Notes: No drug class is mutually exclusive. PCP=phencyclidine. All results were confirmed by mass spectrometry. Results do not include positive tests for prescribed medications (e.g., amphetamines). Positives results indicate any positive analyte from an overall drug class (e.g., for cannabinoids, THC, THCCOOH, CBD, CBN, and/or THCV).

The average age of cases with hair analyzed was 11.3 years (SD=1.2) and 48% were female. 1% were Asian, 5% were Black, 18% were Hispanic, 12% were “Other”, and 64% were White. 26% had a household income below $50,000, 27% had an income between $50,000 and less than $100,000, and 40% had an income >$100,000. Parental education fell to 4% for <HS diploma, 8% with a HS diploma/GED, 28% with some college, 27% with Bachelor’s, and 34% with a post graduate degree. 26% of samples were from Y1, 33% were from Y2, 10% from Y3, and 31% from Baseline.

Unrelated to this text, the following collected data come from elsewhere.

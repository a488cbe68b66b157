//! Minimal PDF writer. One writer instance accumulates pages so a whole
//! document shares a single catalog, pages tree and xref table. Content
//! streams are uncompressed; PDF's native bottom-left point space lines
//! up with the canvas, so only the millimetre scale is prepended. Images
//! become RGB XObjects with a grayscale SMask when they carry alpha.

use std::io::{self, Write};

use kurbo::{PathEl, Point};

use crate::canvas::{
    quad_to_cubic, DrawOp, LineCap, LineJoin, PageCanvas, Rgba, StrokeStyle, MM_TO_PT,
};

struct ImageRes {
    width: u32,
    height: u32,
    rgb: Vec<u8>,
    alpha: Option<Vec<u8>>,
}

struct PageRecord {
    width_pt: f64,
    height_pt: f64,
    content: Vec<u8>,
    images: Vec<ImageRes>,
}

#[derive(Default)]
pub struct PdfWriter {
    pages: Vec<PageRecord>,
}

impl PdfWriter {
    pub fn new() -> PdfWriter {
        PdfWriter::default()
    }

    pub fn page_count(&self) -> usize {
        self.pages.len()
    }

    /// Record one rendered page.
    pub fn add_page(&mut self, canvas: &PageCanvas) {
        let mut content = Vec::new();
        let mut images = Vec::new();
        // Work in millimetres on top of PDF's point space.
        let _ = write!(content, "{0} 0 0 {0} 0 0 cm\n", MM_TO_PT);
        for op in &canvas.ops {
            match op {
                DrawOp::Push => content.extend_from_slice(b"q\n"),
                DrawOp::Pop => content.extend_from_slice(b"Q\n"),
                DrawOp::Clip(path) => {
                    write_path(&mut content, path);
                    content.extend_from_slice(b"W n\n");
                }
                DrawOp::Fill { path, color } => {
                    if color.a > 0 {
                        write_fill_color(&mut content, *color);
                        write_path(&mut content, path);
                        content.extend_from_slice(b"f\n");
                    }
                }
                DrawOp::Glyph { path, color, .. } => {
                    if color.a > 0 && !path.elements().is_empty() {
                        write_fill_color(&mut content, *color);
                        write_path(&mut content, path);
                        content.extend_from_slice(b"f\n");
                    }
                }
                DrawOp::Stroke { path, color, style } => {
                    if color.a > 0 {
                        write_stroke_state(&mut content, *color, style);
                        write_path(&mut content, path);
                        content.extend_from_slice(b"S\n");
                    }
                }
                DrawOp::Image {
                    image,
                    x,
                    y,
                    scale_x,
                    scale_y,
                } => {
                    let width_mm = image.width as f64 * scale_x;
                    let height_mm = image.height as f64 * scale_y;
                    let mut rgb = Vec::with_capacity(image.rgba.len() / 4 * 3);
                    let mut alpha = Vec::with_capacity(image.rgba.len() / 4);
                    let mut has_alpha = false;
                    for px in image.rgba.chunks_exact(4) {
                        rgb.extend_from_slice(&px[..3]);
                        alpha.push(px[3]);
                        if px[3] != 255 {
                            has_alpha = true;
                        }
                    }
                    let index = images.len();
                    images.push(ImageRes {
                        width: image.width,
                        height: image.height,
                        rgb,
                        alpha: if has_alpha { Some(alpha) } else { None },
                    });
                    let _ = write!(
                        content,
                        "q\n{:.4} 0 0 {:.4} {:.4} {:.4} cm\n/Im{} Do\nQ\n",
                        width_mm, height_mm, x, y, index
                    );
                }
            }
        }
        self.pages.push(PageRecord {
            width_pt: canvas.width * MM_TO_PT,
            height_pt: canvas.height * MM_TO_PT,
            content,
            images,
        });
    }

    /// Serialise the accumulated document: header, objects, xref, trailer.
    pub fn finish<W: Write>(self, writer: &mut W) -> io::Result<()> {
        // ids: 1 catalog, 2 pages tree, then per page: page, content,
        // image objects (plus SMask objects).
        let mut bodies: Vec<Vec<u8>> = Vec::new();
        let mut page_ids = Vec::new();
        let mut next_id = 3usize;
        struct Layout {
            page_id: usize,
            content_id: usize,
            image_ids: Vec<(usize, Option<usize>)>,
        }
        let mut layouts = Vec::new();
        for page in &self.pages {
            let page_id = next_id;
            let content_id = next_id + 1;
            next_id += 2;
            let mut image_ids = Vec::new();
            for image in &page.images {
                let img_id = next_id;
                next_id += 1;
                let smask_id = if image.alpha.is_some() {
                    let id = next_id;
                    next_id += 1;
                    Some(id)
                } else {
                    None
                };
                image_ids.push((img_id, smask_id));
            }
            page_ids.push(page_id);
            layouts.push(Layout {
                page_id,
                content_id,
                image_ids,
            });
        }

        let kids: Vec<String> = page_ids.iter().map(|id| format!("{} 0 R", id)).collect();
        bodies.push(b"<< /Type /Catalog /Pages 2 0 R >>".to_vec());
        bodies.push(
            format!(
                "<< /Type /Pages /Kids [{}] /Count {} >>",
                kids.join(" "),
                self.pages.len()
            )
            .into_bytes(),
        );
        for (page, layout) in self.pages.iter().zip(&layouts) {
            let mut resources = String::new();
            if !layout.image_ids.is_empty() {
                resources.push_str(" /Resources << /XObject <<");
                for (index, (img_id, _)) in layout.image_ids.iter().enumerate() {
                    resources.push_str(&format!(" /Im{} {} 0 R", index, img_id));
                }
                resources.push_str(" >> >>");
            }
            bodies.push(
                format!(
                    "<< /Type /Page /Parent 2 0 R /MediaBox [0 0 {:.4} {:.4}] /Contents {} 0 R{} >>",
                    page.width_pt, page.height_pt, layout.content_id, resources
                )
                .into_bytes(),
            );
            let mut stream = Vec::new();
            let _ = write!(stream, "<< /Length {} >>\nstream\n", page.content.len());
            stream.extend_from_slice(&page.content);
            stream.extend_from_slice(b"\nendstream");
            bodies.push(stream);
            for (image, (_, smask_id)) in page.images.iter().zip(&layout.image_ids) {
                let smask = match smask_id {
                    Some(id) => format!(" /SMask {} 0 R", id),
                    None => String::new(),
                };
                let mut obj = Vec::new();
                let _ = write!(
                    obj,
                    "<< /Type /XObject /Subtype /Image /Width {} /Height {} /ColorSpace /DeviceRGB /BitsPerComponent 8{} /Length {} >>\nstream\n",
                    image.width, image.height, smask, image.rgb.len()
                );
                obj.extend_from_slice(&image.rgb);
                obj.extend_from_slice(b"\nendstream");
                bodies.push(obj);
                if let (Some(_), Some(alpha)) = (smask_id, &image.alpha) {
                    let mut mask = Vec::new();
                    let _ = write!(
                        mask,
                        "<< /Type /XObject /Subtype /Image /Width {} /Height {} /ColorSpace /DeviceGray /BitsPerComponent 8 /Length {} >>\nstream\n",
                        image.width, image.height, alpha.len()
                    );
                    mask.extend_from_slice(alpha);
                    mask.extend_from_slice(b"\nendstream");
                    bodies.push(mask);
                }
            }
        }

        let mut out = Vec::new();
        out.extend_from_slice(b"%PDF-1.4\n%\xE2\xE3\xCF\xD3\n");
        let mut offsets = Vec::with_capacity(bodies.len());
        for (index, body) in bodies.iter().enumerate() {
            offsets.push(out.len());
            let _ = write!(out, "{} 0 obj\n", index + 1);
            out.extend_from_slice(body);
            out.extend_from_slice(b"\nendobj\n");
        }
        let xref_offset = out.len();
        let _ = write!(out, "xref\n0 {}\n", bodies.len() + 1);
        out.extend_from_slice(b"0000000000 65535 f \n");
        for offset in &offsets {
            let _ = write!(out, "{:010} 00000 n \n", offset);
        }
        let _ = write!(
            out,
            "trailer\n<< /Size {} /Root 1 0 R >>\nstartxref\n{}\n%%EOF\n",
            bodies.len() + 1,
            xref_offset
        );
        writer.write_all(&out)
    }
}

fn write_fill_color(out: &mut Vec<u8>, color: Rgba) {
    let _ = write!(
        out,
        "{:.4} {:.4} {:.4} rg\n",
        color.r as f64 / 255.0,
        color.g as f64 / 255.0,
        color.b as f64 / 255.0
    );
}

fn write_stroke_state(out: &mut Vec<u8>, color: Rgba, style: &StrokeStyle) {
    let _ = write!(
        out,
        "{:.4} {:.4} {:.4} RG\n{:.4} w\n",
        color.r as f64 / 255.0,
        color.g as f64 / 255.0,
        color.b as f64 / 255.0,
        style.width
    );
    let cap = match style.cap {
        LineCap::Butt => 0,
        LineCap::Round => 1,
        LineCap::Square => 2,
    };
    let join = match style.join {
        LineJoin::Miter => 0,
        LineJoin::Round => 1,
        LineJoin::Bevel => 2,
    };
    let _ = write!(out, "{} J\n{} j\n", cap, join);
    if style.miter_limit >= 1.0 {
        let _ = write!(out, "{:.4} M\n", style.miter_limit);
    }
    if style.dash_pattern.is_empty() {
        let _ = write!(out, "[] 0 d\n");
    } else {
        let dashes: Vec<String> = style
            .dash_pattern
            .iter()
            .map(|d| format!("{:.4}", d))
            .collect();
        let _ = write!(out, "[{}] {:.4} d\n", dashes.join(" "), style.dash_offset);
    }
}

fn write_path(out: &mut Vec<u8>, path: &kurbo::BezPath) {
    let mut cur = Point::ZERO;
    for el in path.elements() {
        match el {
            PathEl::MoveTo(p) => {
                let _ = write!(out, "{:.4} {:.4} m\n", p.x, p.y);
                cur = *p;
            }
            PathEl::LineTo(p) => {
                let _ = write!(out, "{:.4} {:.4} l\n", p.x, p.y);
                cur = *p;
            }
            PathEl::QuadTo(p1, p) => {
                let (c1, c2) = quad_to_cubic(cur, *p1, *p);
                let _ = write!(
                    out,
                    "{:.4} {:.4} {:.4} {:.4} {:.4} {:.4} c\n",
                    c1.x, c1.y, c2.x, c2.y, p.x, p.y
                );
                cur = *p;
            }
            PathEl::CurveTo(p1, p2, p) => {
                let _ = write!(
                    out,
                    "{:.4} {:.4} {:.4} {:.4} {:.4} {:.4} c\n",
                    p1.x, p1.y, p2.x, p2.y, p.x, p.y
                );
                cur = *p;
            }
            PathEl::ClosePath => out.extend_from_slice(b"h\n"),
        }
    }
}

In only the random sample (n=103), the mean age was 11.5 years (SD=0.9) and 54% were female. No randomly selected participants were from Baseline; 57% were from Year 1, 37% from Year 2, and 6% from Year 3 Follow-Up. When comparing higher risk and randomly selected participants, there were no significant group differences in sex or parental education or income.

Hair Analysis Results

Primary Results.

Test results revealed that 225/1,390 (16%) high- and low-risk cases screened positive. After removing those who had legitimate explained use (i.e., prescription stimulants for attention deficit hyperactivity disorder), 163/1,390 (12%) screened positive for at least one drug without explanation. After undergoing a wash procedure and confirmation analysis via mass spectrometry, 145 (10%) confirmed positive for at least one drug (positive drug classes presented in Table 2; drug analyte information is available in the supplement). Cannabinoids were most commonly positive (6.1%), followed by alcohol (1.9%), non-prescription amphetamines (1.9%), and cocaine (1.7%). Less than one percent of participants tested positive for nicotine, opiates, or fentanyl, and no participants were positive for benzodiazepines or PCP. Notably, 0.9% of participants had at least one substance that screened positive but was not confirmed due to insufficient quantity of hair for analysis. While some of the insufficient samples were from cases whose hair confirmed positive for at least one other drug, others had no other drugs confirmed.

Randomly Selected Sample Results.

Analysis of the low-risk randomly selected subsample (103/1,390, or 7%) showed that 7% of randomly selected cases were confirmed positive for one or two drug classes. Cases were positive for cannabinoids, alcohol, cocaine, and/or nicotine. As in the full hair sample, insufficient samples prevented confirmation analysis of several additional positive screens (for unprescribed benzodiazepines and/or cannabinoids).

Self-Reported Substance Use

Fifty-four percent of cases reported sipping alcohol, 3% reported consumption of a full drink, 5% more than puffed nicotine, and 3% endorsed cannabis use. In addition, 0.9% synthetic cannabinoids, and several reported use of CBD-only products for non-medical use, recreational (non-prescribed) amphetamines, cough syrup, recreational (non-prescribed) Vicodin, tranquilizers, bath salts, and/or inhalants. “Other” substance use was reported by fewer than 10 participants. In total, 10% (136/1,390) of cases reported more than experimental substance use (i.e., more than a sip or puff of alcohol, nicotine, or cannabis products). Sociodemographics by substance use reporting are included in Supplemental Table 2.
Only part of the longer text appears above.